La vente liée cause du tort également à des éditeurs français, comme Mandriva, qui publiait une distribution de GNU/Linux depuis 1998, initialement appelée « Mandrake Linux », que j’ai d’ailleurs un temps utilisée, mais n’a pas réussi à s’imposer et a donc disparu récemment. On ne peu que déplorer le résultat de cette concurrence pas vraiment libre et certainement faussée.

Et pourtant le logiciel libre permet de développer de nombreux [modèles économiques différents|http://www.april.org/livre-blanc-des-modele-economiques-du-logiciel-libre], ouvrant des perspectives d’emploi pour des PME innovantes, si la loi ne le défavorise pas.

Par ces temps de crise, il ne serait d’ailleurs pas inutile de s’intéresser aux optimisations fiscales, pour ne pas parler d’évasion, que certaines entreprises multinationales pratiquent, Microsoft en premier mais également Apple. L’absence de détail des prix lors de la vente liée pose d’ailleurs des questions légitimes quand à la répartition de la TVA.

La pratique par Microsoft du verrouillage du processus de démarrage, que j’évoquais plus haut à propos des PC, est d’ailleurs toujours d’actualité puisque bien évidemment les prochaines tablettes « compatibles Windows 8 » devront implémenter obligatoirement le mécanisme dit « SecureBoot », qui au prétexte de limiter les virus rendra totalement impossible l’installation d’un système libre. Et donc alors même que le combat contre la vente liée s’éternise sur les PC, il est presque déjà perdu sur les machines qui les remplaceront bientôt, alors même que ce sont toujours des ordinateurs malgré tout, dont l’utilisateur devrait garder le contrôle, contrôle qui s’exprime en premier sur le choix des logiciels qu’il voudra pouvoir utiliser ou non.

Le choix d’installer Windows s’apparente ainsi plus au non-choix, à un blanc-seing laissé à Microsoft quand au contrôle de votre machine, avec la sécurité qu’on lui connaît. C’est aussi un choix de facilité, au vu de la situation actuelle, mais également la caution d’une situation inacceptable.

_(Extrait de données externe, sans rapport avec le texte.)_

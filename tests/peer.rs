//! End-to-end tests of two peers over loopback TCP.

mod common;

use common::{collect, config, Record};
use misra_pingpong::{MisraError, Peer};
use std::time::Duration;
use tokio::{net::TcpListener, sync::mpsc};

#[tokio::test]
async fn two_peers_take_turns_over_tcp() {
    let listener_a = TcpListener::bind("127.0.0.1:0").await.unwrap();
    let listener_b = TcpListener::bind("127.0.0.1:0").await.unwrap();
    let address_a = listener_a.local_addr().unwrap();
    let address_b = listener_b.local_addr().unwrap();
    let (events, mut seen) = mpsc::unbounded_channel();

    let mut config_a = config(true);
    config_a.send_address = address_b.to_string();
    let mut config_b = config(false);
    config_b.send_address = address_a.to_string();

    let a = tokio::spawn(
        Peer::new(config_a, Record::new("A", events.clone())).run_with_listener(listener_a),
    );
    let b = tokio::spawn(Peer::new(config_b, Record::new("B", events)).run_with_listener(listener_b));

    let sections = collect(&mut seen, 4, Duration::from_secs(10)).await;
    assert_eq!(sections, vec![("B", 2), ("A", 3), ("B", 4), ("A", 5)]);

    a.abort();
    b.abort();
}

#[tokio::test]
async fn peer_stops_when_its_predecessor_disconnects() {
    let listener = TcpListener::bind("127.0.0.1:0").await.unwrap();
    let address = listener.local_addr().unwrap();
    let next = TcpListener::bind("127.0.0.1:0").await.unwrap();

    let mut config = config(false);
    config.send_address = next.local_addr().unwrap().to_string();
    let (events, _seen) = mpsc::unbounded_channel();
    let peer = tokio::spawn(Peer::new(config, Record::new("B", events)).run_with_listener(listener));

    let previous = tokio::net::TcpStream::connect(address).await.unwrap();
    let (_next_side, _) = next.accept().await.unwrap();
    drop(previous);

    let result = tokio::time::timeout(Duration::from_secs(5), peer)
        .await
        .expect("peer kept running")
        .unwrap();
    assert!(matches!(result, Err(MisraError::InboundClosed)));
}

#[tokio::test]
async fn invalid_config_is_rejected_before_connecting() {
    let listener = TcpListener::bind("127.0.0.1:0").await.unwrap();
    let mut config = config(false);
    config.loss_probability = 2.0;
    let (events, _seen) = mpsc::unbounded_channel();

    let result = Peer::new(config, Record::new("A", events))
        .run_with_listener(listener)
        .await;
    assert!(matches!(result, Err(MisraError::Config(_))));
}
//! Error types shared by the token machine, the links and the peer bootstrap.

use crate::{Disposition, Token};
use std::io;
use thiserror::Error;
use tokio_util::codec::LinesCodecError;

/// Result type for ping-pong operations.
pub type Result<T> = std::result::Result<T, MisraError>;

#[derive(Debug, Error)]
pub enum MisraError {
    /// Zero (or a value whose magnitude does not fit) is not a token.
    #[error("{0} is not a valid token value")]
    InvalidToken(i64),

    /// A line read from the inbound link could not be parsed as a token.
    #[error("malformed token {line:?}: {reason}")]
    Decode { line: String, reason: String },

    #[error("failed to listen on port {port}: {source}")]
    Listen {
        port: u16,
        #[source]
        source: io::Error,
    },

    #[error("failed to accept the inbound connection: {0}")]
    Accept(#[source] io::Error),

    /// Only returned when a dial attempt limit is configured and exhausted.
    #[error("failed to connect to {address} after {attempts} attempts: {source}")]
    Connect {
        address: String,
        attempts: u32,
        #[source]
        source: io::Error,
    },

    #[error("failed to send token: {0}")]
    Send(#[from] LinesCodecError),

    /// A token of a kind already held arrived.
    #[error("received {token} while holding {disposition}")]
    Consistency {
        token: Token,
        disposition: Disposition,
    },

    #[error("the inbound link was closed")]
    InboundClosed,

    #[error("the outbound link was closed")]
    OutboundClosed,

    #[error("invalid configuration: {0}")]
    Config(String),
}
//! Module that contains the token exchanged between peers and its wire codec.
//!
//! On the wire a token is its signed value written as decimal text on one
//! line: `v > 0` is the ping token of sequence `v`, `v < 0` is the pong token
//! of sequence `-v`. Decimal integers are valid JSON, so the codec goes
//! through `serde_json` like every other message type.

use crate::{MisraError, Result};
use serde::{Deserialize, Serialize};
use std::fmt;

/// Which of the two tokens a value denotes.
#[derive(Debug, Clone, Copy, PartialEq, Eq, Hash)]
pub enum TokenKind {
    Ping,
    Pong,
}

/// A ping or pong token. Never zero, and its magnitude is at most [`Token::MAX_SEQUENCE`].
#[derive(Debug, Clone, Copy, PartialEq, Eq, Hash, Serialize, Deserialize)]
#[serde(try_from = "i64", into = "i64")]
pub struct Token(i64);

impl Token {
    /// Largest sequence accepted from the wire. Half the `i64` range is left
    /// as headroom so incarnating a received value never overflows.
    pub const MAX_SEQUENCE: i64 = i64::MAX / 2;

    /// Function that validates a raw value as a token.
    pub fn new(value: i64) -> Result<Self> {
        if value == 0 || !(-Self::MAX_SEQUENCE..=Self::MAX_SEQUENCE).contains(&value) {
            return Err(MisraError::InvalidToken(value));
        }
        Ok(Self(value))
    }

    /// Sequence values held by the machine are never zero.
    pub(crate) fn from_sequence(value: i64) -> Self {
        debug_assert!(value != 0 && value != i64::MIN);
        Self(value)
    }

    pub fn value(self) -> i64 {
        self.0
    }

    pub fn kind(self) -> TokenKind {
        if self.0 > 0 {
            TokenKind::Ping
        } else {
            TokenKind::Pong
        }
    }

    /// Sequence number carried by the token, regardless of its kind.
    pub fn magnitude(self) -> i64 {
        self.0.abs()
    }

    /// Function that returns the token as it is written on the wire.
    pub fn to_json_string(&self) -> Result<String> {
        serde_json::to_string(self).map_err(|e| MisraError::Decode {
            line: self.0.to_string(),
            reason: e.to_string(),
        })
    }

    /// Function that parses a token from one line of the wire.
    pub fn from_json_string(line: &str) -> Result<Self> {
        serde_json::from_str::<Self>(line).map_err(|e| MisraError::Decode {
            line: line.to_string(),
            reason: e.to_string(),
        })
    }
}

impl TryFrom<i64> for Token {
    type Error = MisraError;

    fn try_from(value: i64) -> Result<Self> {
        Self::new(value)
    }
}

impl From<Token> for i64 {
    fn from(token: Token) -> Self {
        token.0
    }
}

impl fmt::Display for Token {
    fn fmt(&self, f: &mut fmt::Formatter<'_>) -> fmt::Result {
        write!(f, "{} {}", self.kind(), self.0)
    }
}

impl fmt::Display for TokenKind {
    fn fmt(&self, f: &mut fmt::Formatter<'_>) -> fmt::Result {
        match self {
            Self::Ping => write!(f, "PING"),
            Self::Pong => write!(f, "PONG"),
        }
    }
}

Le choix d’installer GNU/Linux, sur une machine de bureau, est avant tout moral et éthique avant d’être pragmatique, alors que sur un serveur il s’impose plus logiquement. C’est pourtant tout autant un choix de sécurité, puisque le code source ouvert garantit le contrôle que l’on a sur le système, comme l’absence de porte dérobée. C’est aussi un choix courageux et téméraire, par l’entrée dans ce qui reste encore une minorité technologiquement discriminée. Mais ce serait aussi un signal fort envers les développeurs qui créent ces logiciels, les utilisateurs confortés dans leur choix difficile, et enfin les fabricants de matériels qui pour certains encore n’ont pas compris qu’il était de leur devoir et de leur intérêt de considérer tous les utilisateurs.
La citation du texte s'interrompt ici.